2. Disney & the Streaming Wars (04:34)
- Original Thesis: Disney could surpass Netflix and dominate the streaming sector.
- Revised Belief:
- Disney’s parks and licensing have rebounded, but streaming (Disney+) hasn’t worked out as anticipated, especially with ESPN’s underperformance.
- Over a 30-year timespan, Disney hasn’t outperformed the S&P 500 in any period (30, 20, 15, 10 years).
- Quote:
“The streaming has not worked out the way that we thought it would. The ESPN fiasco didn’t work out the way that we thought it would.” – Market Analyst (05:32)
- Reflection:
“Should Disney have gone into streaming, or should it have just stuck with licensing their IP out to streamers?” – Market Analyst (06:00)
- Outcome:
- No longer bullish on Disney as a streaming titan.
- Removed Disney from their portfolio roughly two years ago.
- Reevaluating whether the company’s core strength was diluted by diverging from licensing.
- Quote:
“The idea of it becoming number one in the near future—I don’t see it. So I’ve changed my mind on that.” – Market Analyst (10:15)
3. “Invest in What You Know”—But Broaden the Lesson (11:14)
- Conventional Advice:
- Beginners are often told to invest in brands they use and recognize (the “Warren Buffett” approach).
- Nuanced Revision:
- Products you like aren’t always future-proof investments.
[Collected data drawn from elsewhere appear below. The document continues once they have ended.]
//! Per-snapshot manifest (`backups/<hash>/<sessionId>/manifest.json`).
//!
//! The manifest describes what the overlay changed. It is never consulted to decide
//! *what* to restore; the saved tree and config-file copy are the restore source.
//! It does record *where* the snapshot came from (project and target paths).

use std::path::{Path, PathBuf};

use chrono::{DateTime, Utc};
use serde::{Deserialize, Serialize};

use crate::target::Target;

pub const MANIFEST_VERSION: u32 = 1;

/// Files an attach step wrote into one overlay category.
#[derive(Debug, Clone, Default, PartialEq, Eq, Serialize, Deserialize)]
pub struct OverlayRecord {
    /// Written where nothing existed before.
    pub added: Vec<String>,
    /// Replaced a pre-existing file.
    pub overridden: Vec<String>,
}

impl OverlayRecord {
    pub fn record(&mut self, name: &str, existed: bool) {
        let list = if existed {
            &mut self.overridden
        } else {
            &mut self.added
        };
        if !list.iter().any(|n| n == name) {
            list.push(name.to_string());
        }
    }

    pub fn is_empty(&self) -> bool {
        self.added.is_empty() && self.overridden.is_empty()
    }
}

#[derive(Debug, Clone, PartialEq, Serialize, Deserialize)]
pub struct BackupManifest {
    pub version: u32,
    pub session_id: String,
    pub project_path: String,
    pub target: String,
    /// Relative to `project_path`.
    pub config_dir: String,
    /// Relative to `project_path`.
    pub config_file: String,
    pub created_at: DateTime<Utc>,
    pub created_by_pid: u32,
    /// Whether the config directory existed when the snapshot was taken.
    pub has_config_tree: bool,
    /// MD5 of the pre-overlay config file, if it existed.
    #[serde(default)]
    pub config_file_hash: Option<String>,
    #[serde(default)]
    pub agents: OverlayRecord,
    #[serde(default)]
    pub commands: OverlayRecord,
    /// Relative to `project_path`.
    #[serde(default)]
    pub rules_file: Option<String>,
    /// Byte length of the rules file before rules were appended.
    #[serde(default)]
    pub rules_append_offset: Option<u64>,
    #[serde(default)]
    pub secrets_extracted: bool,
}

impl BackupManifest {
    pub fn new(session_id: &str, project_path: &str, target: &Target) -> Self {
        Self {
            version: MANIFEST_VERSION,
            session_id: session_id.to_string(),
            project_path: project_path.to_string(),
            target: target.name.clone(),
            config_dir: target.config_dir.clone(),
            config_file: target.config_file.clone(),
            created_at: Utc::now(),
            created_by_pid: std::process::id(),
            has_config_tree: false,
            config_file_hash: None,
            agents: OverlayRecord::default(),
            commands: OverlayRecord::default(),
            rules_file: None,
            rules_append_offset: None,
            secrets_extracted: false,
        }
    }

    pub fn config_dir_path(&self) -> PathBuf {
        Path::new(&self.project_path).join(&self.config_dir)
    }

    pub fn config_file_path(&self) -> PathBuf {
        Path::new(&self.project_path).join(&self.config_file)
    }

    /// True when the config file is covered by the tree copy.
    pub fn config_file_in_dir(&self) -> bool {
        Path::new(&self.config_file).starts_with(&self.config_dir)
    }

    /// Whether anything was overlaid (used by `status`).
    pub fn has_overlay(&self) -> bool {
        !self.agents.is_empty() || !self.commands.is_empty() || self.rules_append_offset.is_some()
    }
}

#[cfg(test)]
mod tests {
    use super::*;

    #[test]
    fn test_record_separates_added_and_overridden() {
        let mut record = OverlayRecord::default();
        record.record("a.md", false);
        record.record("b.md", true);
        record.record("a.md", false);
        assert_eq!(record.added, vec!["a.md"]);
        assert_eq!(record.overridden, vec!["b.md"]);
    }

    #[test]
    fn test_manifest_paths_follow_target() {
        let target = Target::builtins().remove(0);
        let manifest = BackupManifest::new("01J00000000000000000000000", "/work/app", &target);
        assert_eq!(manifest.config_dir_path(), PathBuf::from("/work/app/.claude"));
        assert_eq!(manifest.config_file_path(), PathBuf::from("/work/app/.mcp.json"));
        assert!(!manifest.config_file_in_dir());
        assert!(!manifest.has_overlay());
    }

    #[test]
    fn test_older_manifest_without_overlay_fields_parses() {
        let raw = serde_json::json!({
            "version": 1,
            "session_id": "01J00000000000000000000000",
            "project_path": "/p",
            "target": "claude",
            "config_dir": ".claude",
            "config_file": ".mcp.json",
            "created_at": "2026-01-01T00:00:00Z",
            "created_by_pid": 1,
            "has_config_tree": true
        });
        let manifest: BackupManifest = serde_json::from_value(raw).unwrap();
        assert!(manifest.agents.is_empty());
        assert!(!manifest.secrets_extracted);
    }
}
- Instead, invest in companies the world needs, not just what you personally use.
- Examples given:
- Nike is beloved, but not essential—if it vanished, alternatives would quickly take over.
- Core technology and healthcare firms (like those in QQQ, Apple, Nvidia, TSM, Eli Lilly) have irreplaceable global impact.
- Quote:
“Instead of saying invest in the companies that you use every day, I think invest in the companies that you think the world needs.” – Rashad Bilal (12:20)
- Tech and pharma, by serving crucial world infrastructure or health, meet the "necessity test" not always true of consumer brands.
- Practical Implication:
- Advice for new investors should be: simple, but focused on necessity and market impact, not just personal preference.
Notable Quotes & Memorable Moments
-
On sub-$25 stocks:
“The notion of sub twenty five dollar stocks being of no value, that's something that I've changed my mind on for when Trump is in office.”
—Market Commentator (03:34) -
On Disney's streaming setbacks:
“The streaming has not worked out the way that we thought it would. The ESPN fiasco didn’t work out the way that we thought it would.”
—Market Analyst (05:32)“There was no metric—30 year, 20 year, 15, 10 year—that Disney has outperformed the S&P. That’s insane, bro.”
—Market Analyst (05:30) -
On rethinking ‘invest in what you use’:
“I think instead of saying, I think you could still keep it simple for people, but instead of saying invest in the companies that you use every day, I think invest in the companies that you think the world needs.”
—Rashad Bilal (12:20)“You could love a bad company for sure.”
—Rashad Bilal (13:46)“Just like you can be in love with a bad person and not let it go. You gotta let this go.”
—Market Commentator (13:47)
Important Timestamps
- 03:28–04:34: Sub-$25 stocks—why former avoidance has softened
- 04:34–11:04: Disney, streaming, and reassessing media sector bets
- 11:14–14:34: Rethinking the ‘invest in what you love’ principle
- 14:34–15:12: Need, not preference, as the lens for new investors
Episode Style & Tone
This conversation is candid, self-critical, and accessible. The hosts mix pop-culture references, easy analogies (like dating a bad person), and humor (“Rest in peace, Bob Iger. Not literally, but…”), making deep financial topics approachable. There’s an ongoing emphasis on learning from experience and challenging conventional investing wisdom.
Summary Takeaways
- Be ready to adapt investing principles as market conditions change.
- Don’t automatically dismiss low-priced stocks; carefully consider their trade potentials.
- Even blue-chip legacy brands aren’t guaranteed winners—history and data matter.
- Don’t anchor investments solely on personal use—focus on necessity and global impact.
- Genuine growth as an investor means being willing to revise long-held beliefs—even in public.
Ideal for listeners looking to challenge their own financial assumptions and grow their investment acumen with a blend of street-smart realism and a touch of pop-culture flair.